→ **The input**
==============================

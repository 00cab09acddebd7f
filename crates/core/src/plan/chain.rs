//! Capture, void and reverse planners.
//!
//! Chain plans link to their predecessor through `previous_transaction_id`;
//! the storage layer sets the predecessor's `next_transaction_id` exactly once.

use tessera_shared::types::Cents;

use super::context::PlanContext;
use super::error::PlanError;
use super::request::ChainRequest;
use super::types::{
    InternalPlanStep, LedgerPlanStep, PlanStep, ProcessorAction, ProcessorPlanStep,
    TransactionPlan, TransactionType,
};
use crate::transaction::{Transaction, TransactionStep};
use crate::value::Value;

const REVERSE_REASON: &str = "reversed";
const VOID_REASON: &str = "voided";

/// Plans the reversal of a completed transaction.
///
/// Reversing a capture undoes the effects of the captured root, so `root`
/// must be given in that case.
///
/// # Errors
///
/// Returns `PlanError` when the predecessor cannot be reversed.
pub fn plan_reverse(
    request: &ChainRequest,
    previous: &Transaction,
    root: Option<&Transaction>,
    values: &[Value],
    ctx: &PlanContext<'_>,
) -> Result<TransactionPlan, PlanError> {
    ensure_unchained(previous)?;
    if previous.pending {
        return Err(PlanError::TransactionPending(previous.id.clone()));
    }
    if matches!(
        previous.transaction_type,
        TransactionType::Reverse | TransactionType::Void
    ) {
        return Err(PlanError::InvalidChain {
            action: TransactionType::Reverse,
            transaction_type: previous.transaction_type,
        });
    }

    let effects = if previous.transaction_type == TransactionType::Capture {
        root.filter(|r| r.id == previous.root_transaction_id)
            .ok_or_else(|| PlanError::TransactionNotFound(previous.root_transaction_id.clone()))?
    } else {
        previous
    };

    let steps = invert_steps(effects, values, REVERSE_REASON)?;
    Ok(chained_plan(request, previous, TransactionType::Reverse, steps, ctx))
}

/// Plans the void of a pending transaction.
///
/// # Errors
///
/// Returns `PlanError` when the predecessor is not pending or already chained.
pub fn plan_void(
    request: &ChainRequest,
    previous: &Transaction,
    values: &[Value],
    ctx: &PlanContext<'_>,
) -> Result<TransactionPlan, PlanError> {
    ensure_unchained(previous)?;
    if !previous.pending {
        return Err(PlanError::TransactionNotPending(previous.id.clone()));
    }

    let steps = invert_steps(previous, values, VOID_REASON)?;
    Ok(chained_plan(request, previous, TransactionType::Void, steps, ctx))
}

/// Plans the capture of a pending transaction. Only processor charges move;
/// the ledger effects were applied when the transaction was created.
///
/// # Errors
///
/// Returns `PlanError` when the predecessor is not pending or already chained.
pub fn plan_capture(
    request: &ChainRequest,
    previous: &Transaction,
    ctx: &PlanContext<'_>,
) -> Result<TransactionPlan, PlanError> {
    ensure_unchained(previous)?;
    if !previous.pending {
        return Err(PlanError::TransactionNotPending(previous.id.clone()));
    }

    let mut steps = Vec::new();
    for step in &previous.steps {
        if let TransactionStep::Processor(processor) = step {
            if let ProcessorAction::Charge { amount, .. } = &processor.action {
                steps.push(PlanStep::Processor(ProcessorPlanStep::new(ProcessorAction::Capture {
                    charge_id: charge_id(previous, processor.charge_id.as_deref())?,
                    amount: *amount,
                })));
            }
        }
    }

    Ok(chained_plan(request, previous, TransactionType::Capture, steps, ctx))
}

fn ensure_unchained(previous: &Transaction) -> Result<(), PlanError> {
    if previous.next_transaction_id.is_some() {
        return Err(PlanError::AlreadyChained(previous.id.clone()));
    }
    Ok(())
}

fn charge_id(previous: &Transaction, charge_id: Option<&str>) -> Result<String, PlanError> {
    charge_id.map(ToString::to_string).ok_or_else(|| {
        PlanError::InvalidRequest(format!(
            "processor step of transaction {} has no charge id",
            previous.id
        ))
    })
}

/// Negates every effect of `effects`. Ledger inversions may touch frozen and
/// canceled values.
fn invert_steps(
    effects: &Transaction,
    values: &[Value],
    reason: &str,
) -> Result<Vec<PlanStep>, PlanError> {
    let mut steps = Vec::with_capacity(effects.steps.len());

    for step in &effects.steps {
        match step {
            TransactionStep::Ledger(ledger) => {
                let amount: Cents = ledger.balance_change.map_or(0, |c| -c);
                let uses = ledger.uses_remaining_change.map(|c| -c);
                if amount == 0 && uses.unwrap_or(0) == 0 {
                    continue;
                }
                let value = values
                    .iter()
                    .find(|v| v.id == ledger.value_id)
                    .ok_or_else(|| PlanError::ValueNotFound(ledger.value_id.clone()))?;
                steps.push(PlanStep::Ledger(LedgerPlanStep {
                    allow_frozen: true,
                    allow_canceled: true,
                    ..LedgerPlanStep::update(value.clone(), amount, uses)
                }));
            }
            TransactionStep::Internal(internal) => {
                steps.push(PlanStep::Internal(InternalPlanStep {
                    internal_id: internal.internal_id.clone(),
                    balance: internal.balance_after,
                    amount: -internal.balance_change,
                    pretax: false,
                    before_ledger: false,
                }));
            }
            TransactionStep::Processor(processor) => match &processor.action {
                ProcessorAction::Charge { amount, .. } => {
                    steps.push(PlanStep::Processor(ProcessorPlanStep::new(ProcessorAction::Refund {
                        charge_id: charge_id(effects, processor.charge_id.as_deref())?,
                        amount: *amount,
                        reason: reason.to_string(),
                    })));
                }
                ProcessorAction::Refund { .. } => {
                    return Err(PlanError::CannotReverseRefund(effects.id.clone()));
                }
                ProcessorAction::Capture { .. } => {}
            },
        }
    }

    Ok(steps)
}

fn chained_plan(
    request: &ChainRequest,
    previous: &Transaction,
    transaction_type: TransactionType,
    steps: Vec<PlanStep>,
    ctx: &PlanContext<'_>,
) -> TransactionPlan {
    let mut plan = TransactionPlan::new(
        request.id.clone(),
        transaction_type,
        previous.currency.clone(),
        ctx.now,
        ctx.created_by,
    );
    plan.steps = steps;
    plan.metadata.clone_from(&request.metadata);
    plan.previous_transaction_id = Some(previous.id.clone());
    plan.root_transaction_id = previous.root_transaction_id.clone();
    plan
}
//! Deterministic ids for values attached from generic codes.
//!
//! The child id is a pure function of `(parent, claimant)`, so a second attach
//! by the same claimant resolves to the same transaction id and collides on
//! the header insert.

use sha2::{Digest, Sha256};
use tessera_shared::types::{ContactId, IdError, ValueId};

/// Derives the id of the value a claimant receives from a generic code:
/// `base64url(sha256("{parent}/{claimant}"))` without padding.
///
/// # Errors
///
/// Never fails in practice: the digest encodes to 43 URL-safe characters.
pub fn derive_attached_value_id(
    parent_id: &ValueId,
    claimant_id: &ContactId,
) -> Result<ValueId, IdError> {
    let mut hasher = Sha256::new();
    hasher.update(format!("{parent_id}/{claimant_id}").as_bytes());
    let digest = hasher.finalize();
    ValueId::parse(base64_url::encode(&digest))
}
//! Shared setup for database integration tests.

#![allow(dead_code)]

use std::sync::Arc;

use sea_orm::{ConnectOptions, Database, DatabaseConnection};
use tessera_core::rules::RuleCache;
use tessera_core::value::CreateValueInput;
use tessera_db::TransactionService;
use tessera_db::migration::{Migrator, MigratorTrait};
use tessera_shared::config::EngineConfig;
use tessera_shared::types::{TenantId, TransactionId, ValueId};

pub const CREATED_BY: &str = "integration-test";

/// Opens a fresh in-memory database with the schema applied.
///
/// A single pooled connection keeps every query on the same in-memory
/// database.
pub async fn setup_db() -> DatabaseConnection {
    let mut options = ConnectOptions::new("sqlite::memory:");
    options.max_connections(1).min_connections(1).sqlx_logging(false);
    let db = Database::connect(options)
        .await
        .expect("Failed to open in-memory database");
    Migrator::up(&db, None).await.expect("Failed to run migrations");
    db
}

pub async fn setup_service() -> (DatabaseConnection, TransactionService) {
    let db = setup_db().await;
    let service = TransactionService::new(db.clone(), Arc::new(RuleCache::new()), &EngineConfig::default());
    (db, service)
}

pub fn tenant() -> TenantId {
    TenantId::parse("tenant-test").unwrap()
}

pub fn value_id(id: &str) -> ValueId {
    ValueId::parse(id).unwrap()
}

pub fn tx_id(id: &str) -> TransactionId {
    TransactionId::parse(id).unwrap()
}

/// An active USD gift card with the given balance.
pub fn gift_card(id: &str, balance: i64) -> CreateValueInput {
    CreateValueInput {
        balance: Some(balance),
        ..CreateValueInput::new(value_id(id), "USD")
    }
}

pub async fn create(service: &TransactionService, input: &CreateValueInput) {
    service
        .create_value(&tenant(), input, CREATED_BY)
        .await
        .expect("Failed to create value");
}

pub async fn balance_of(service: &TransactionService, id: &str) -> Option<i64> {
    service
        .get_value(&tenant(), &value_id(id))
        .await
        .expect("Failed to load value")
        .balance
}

==============================

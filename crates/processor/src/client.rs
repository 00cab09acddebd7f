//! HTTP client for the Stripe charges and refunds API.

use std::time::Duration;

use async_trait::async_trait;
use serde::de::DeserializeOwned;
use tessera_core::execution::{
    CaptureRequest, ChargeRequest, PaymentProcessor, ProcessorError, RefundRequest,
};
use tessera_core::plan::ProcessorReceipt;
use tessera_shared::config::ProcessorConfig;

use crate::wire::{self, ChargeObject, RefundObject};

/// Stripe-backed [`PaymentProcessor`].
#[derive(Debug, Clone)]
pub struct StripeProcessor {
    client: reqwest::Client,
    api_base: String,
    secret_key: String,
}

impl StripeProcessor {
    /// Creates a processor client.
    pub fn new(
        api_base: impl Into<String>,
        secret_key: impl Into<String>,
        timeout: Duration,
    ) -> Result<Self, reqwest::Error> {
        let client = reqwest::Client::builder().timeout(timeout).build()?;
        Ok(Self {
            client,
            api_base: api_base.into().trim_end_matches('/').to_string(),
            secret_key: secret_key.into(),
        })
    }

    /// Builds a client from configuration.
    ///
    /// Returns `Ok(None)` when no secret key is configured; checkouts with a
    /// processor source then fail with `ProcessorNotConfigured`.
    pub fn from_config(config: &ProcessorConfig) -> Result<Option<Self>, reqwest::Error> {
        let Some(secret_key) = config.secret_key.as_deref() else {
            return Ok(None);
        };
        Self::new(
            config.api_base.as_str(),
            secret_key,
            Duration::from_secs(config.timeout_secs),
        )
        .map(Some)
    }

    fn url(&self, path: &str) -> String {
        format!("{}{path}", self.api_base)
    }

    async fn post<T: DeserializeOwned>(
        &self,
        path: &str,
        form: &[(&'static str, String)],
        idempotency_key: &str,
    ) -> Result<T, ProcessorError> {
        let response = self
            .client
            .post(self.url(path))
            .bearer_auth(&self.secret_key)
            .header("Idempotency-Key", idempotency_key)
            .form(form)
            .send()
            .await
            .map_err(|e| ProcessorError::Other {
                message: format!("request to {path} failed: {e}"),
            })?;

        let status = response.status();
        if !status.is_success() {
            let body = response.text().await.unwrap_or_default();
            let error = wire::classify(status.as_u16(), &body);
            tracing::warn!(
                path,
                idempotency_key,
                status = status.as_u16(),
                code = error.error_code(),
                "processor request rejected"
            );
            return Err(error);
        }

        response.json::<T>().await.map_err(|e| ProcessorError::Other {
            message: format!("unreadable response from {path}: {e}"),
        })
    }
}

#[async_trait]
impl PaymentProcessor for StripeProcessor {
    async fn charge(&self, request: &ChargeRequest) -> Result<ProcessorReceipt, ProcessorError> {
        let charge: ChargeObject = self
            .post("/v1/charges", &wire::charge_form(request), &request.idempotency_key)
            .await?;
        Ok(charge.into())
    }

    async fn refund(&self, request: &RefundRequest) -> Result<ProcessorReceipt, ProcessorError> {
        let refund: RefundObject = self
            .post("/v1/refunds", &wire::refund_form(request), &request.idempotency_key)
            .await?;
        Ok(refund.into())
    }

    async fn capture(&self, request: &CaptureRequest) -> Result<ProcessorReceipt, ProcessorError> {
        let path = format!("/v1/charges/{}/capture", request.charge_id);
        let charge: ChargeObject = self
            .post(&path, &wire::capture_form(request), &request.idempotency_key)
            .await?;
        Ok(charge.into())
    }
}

==============================

→ **Exercise brief**
In the records above, locate every line with the string "ValueId" and copy it.

→ **Answer space**
use tessera_shared::types::{ContactId, IdError, ValueId};
    parent_id: &ValueId,
) -> Result<ValueId, IdError> {
    ValueId::parse(base64_url::encode(&digest))
use tessera_shared::types::{TenantId, TransactionId, ValueId};
pub fn value_id(id: &str) -> ValueId {
    ValueId::parse(id).unwrap()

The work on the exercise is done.